Milano, nella Chinatown ogni due minuti si commette un’illegalità

Il record svelato da un libro bianco sugli ultimi 10 anni. E in via Sarpi dopo la protesta tutto come prima

da Milano

Ottantotto infrazioni in tre ore e ventiquattro minuti. Una violazione ogni centoventitré secondi. Accade nella Chinatown, quella del triangolo di via Sarpi, tra via Canova, piazza Gramsci e via Bramante.
Record tutto milanese, documentato in formato excel. Anzi, non è milanese: è da guinness dei primati. Griglia delle infrazioni, «spalmate su tre fasce orarie in tre diversi giorni», che rappresenta una forma geometrica ad alto rischio esplosione. Conteggio dei secondi sostenuto in un dossier di cinquanta pagine ovvero libro bianco degli ultimi dieci anni del quartiere «in cui il tessuto socio-economico è stato progressivamente stravolto».
Fotografia del carico e scarico illegale, delle pile di scatoloni che fanno bella mostra di sé a ogni angolo di strada, di sei furgoncini che bloccano un jumbo tram alle sei di un pomeriggio di giovedì. Elenchino del degrado sociale che ha persino spinto i residenti di un condominio di via Giusti ad «autotassarsi» per pagare l’affitto di un negozio che s’affaccia sul passo carraio del palazzo per evitare che qualche cinese lo acquisisse. «Capito, come viviamo?».
È Chinatown che avanza e che nel day after non vede i «marciapiedi» trasformati in «autostrade» dai carrellini blu usato dai negozianti cinesi per trasportare la loro merce. Nessun intralcio alla circolazione dei pedoni e nessun segno della guerriglia del giorno prima: sparite le bandiere rosse issate dai cinesi, adesso alle finestre ci sono quelle italiane mischiate a lenzuola color arancione che recitano, «no all’illegalità».
Segnali di una volontà meneghina di rimpossessarsi del quartiere, con tanto di ghisa a presidiare gli incroci. Messaggio che, lì, a tre fermate di metrò da piazza Duomo non c’è e non potrà mai esserci un’enclave fuori dalle regole.
E mentre il comandante della polizia municipale, Emiliano Bezzon, sta redigendo la sua relazione per la Procura della Repubblica - «nessuna attività del corpo è diretta specificamente contro la comunità cinese» - anche la Digos continua le indagini per ricostruire l’esatta dinamica dei fatti. La reazione dei cinesi sarebbe stata davvero premeditata: «Non si può nel giro di nemmeno cinque minuti iniziare ad essere migliaia e con bandiere rosse inneggianti, con striscioni eccetera», confidano dalla questura. Che sta confrontando diverse testimonianze degli scontri. Versioni dell’accaduto che si completano con un bilancio di quattordici agenti medicati in ospedale (dieci giorni di prognosi) e cinque contusi tra i cinesi. Numeri che potrebbero bastare da soli a comprendere i ruoli di aggrediti e aggressori. Ruoli di un clima che, sostiene il prefetto Gian Valerio Lombardi, deve «essere recuperato alla serenità» anche «attraverso un incontro tra le parti» sapendo però che «il rispetto delle regole» è un limite invalicabile.
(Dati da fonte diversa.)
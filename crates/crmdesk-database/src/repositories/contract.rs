//! Contract repository implementation.

use chrono::Utc;
use sqlx::SqliteConnection;

use crmdesk_core::error::{AppError, ErrorKind};
use crmdesk_core::result::AppResult;
use crmdesk_entity::contract::{Contract, CreateContract};

/// Filter for contract listing.
#[derive(Debug, Clone, Copy, Default)]
pub struct ContractFilter {
    /// Only contracts that are not yet signed.
    pub unsigned_only: bool,
    /// Only contracts with an outstanding balance.
    pub unpaid_only: bool,
    /// Only contracts owned by this staff user.
    pub owner_id: Option<i64>,
}

/// Repository for contract CRUD and query operations.
#[derive(Debug, Clone, Copy)]
pub struct ContractRepository;

impl ContractRepository {
    /// Insert a new contract and return the stored row.
    pub async fn insert(
        conn: &mut SqliteConnection,
        contract: &CreateContract,
    ) -> AppResult<Contract> {
        let now = Utc::now();
        sqlx::query_as::<_, Contract>(
            "INSERT INTO contracts \
             (client_id, owner_id, total_amount, amount_due, is_signed, created_at, updated_at) \
             VALUES (?, ?, ?, ?, ?, ?, ?) RETURNING *",
        )
        .bind(contract.client_id)
        .bind(contract.owner_id)
        .bind(contract.total_amount)
        .bind(contract.amount_due)
        .bind(contract.is_signed)
        .bind(now)
        .bind(now)
        .fetch_one(&mut *conn)
        .await
        .map_err(|e| AppError::with_source(ErrorKind::Database, "Failed to insert contract", e))
    }

    /// Find a contract by primary key.
    pub async fn find_by_id(conn: &mut SqliteConnection, id: i64) -> AppResult<Option<Contract>> {
        sqlx::query_as::<_, Contract>("SELECT * FROM contracts WHERE id = ?")
            .bind(id)
            .fetch_optional(&mut *conn)
            .await
            .map_err(|e| {
                AppError::with_source(ErrorKind::Database, "Failed to find contract by id", e)
            })
    }

    /// List contracts matching the filter.
    pub async fn find_all(
        conn: &mut SqliteConnection,
        filter: ContractFilter,
    ) -> AppResult<Vec<Contract>> {
        let mut sql = String::from("SELECT * FROM contracts WHERE 1 = 1");
        if filter.unsigned_only {
            sql.push_str(" AND is_signed = 0");
        }
        if filter.unpaid_only {
            sql.push_str(" AND amount_due > 0");
        }
        if filter.owner_id.is_some() {
            sql.push_str(" AND owner_id = ?");
        }
        sql.push_str(" ORDER BY id");

        let mut query = sqlx::query_as::<_, Contract>(&sql);
        if let Some(owner_id) = filter.owner_id {
            query = query.bind(owner_id);
        }
        query
            .fetch_all(&mut *conn)
            .await
            .map_err(|e| AppError::with_source(ErrorKind::Database, "Failed to list contracts", e))
    }

    /// Persist the mutable fields of an existing contract.
    pub async fn update(conn: &mut SqliteConnection, contract: &Contract) -> AppResult<()> {
        sqlx::query(
            "UPDATE contracts \
             SET owner_id = ?, total_amount = ?, amount_due = ?, is_signed = ?, updated_at = ? \
             WHERE id = ?",
        )
        .bind(contract.owner_id)
        .bind(contract.total_amount)
        .bind(contract.amount_due)
        .bind(contract.is_signed)
        .bind(contract.updated_at)
        .bind(contract.id)
        .execute(&mut *conn)
        .await
        .map_err(|e| AppError::with_source(ErrorKind::Database, "Failed to update contract", e))?;
        Ok(())
    }
}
Appello che al consolato cinese viene però respinto, con tanto di preannuncio di «querela» per bocca del consulente legale, Manlio Marino: «Quello di giovedì è stato solo un episodio ma è anche figlio del malcontento, di un’esasperazione creata negli ultimi mesi».
Nota al calor bianco che nel day after di Chinatown suona stonata alle orecchie degli italiani costretti a «sentirsi stranieri in patria».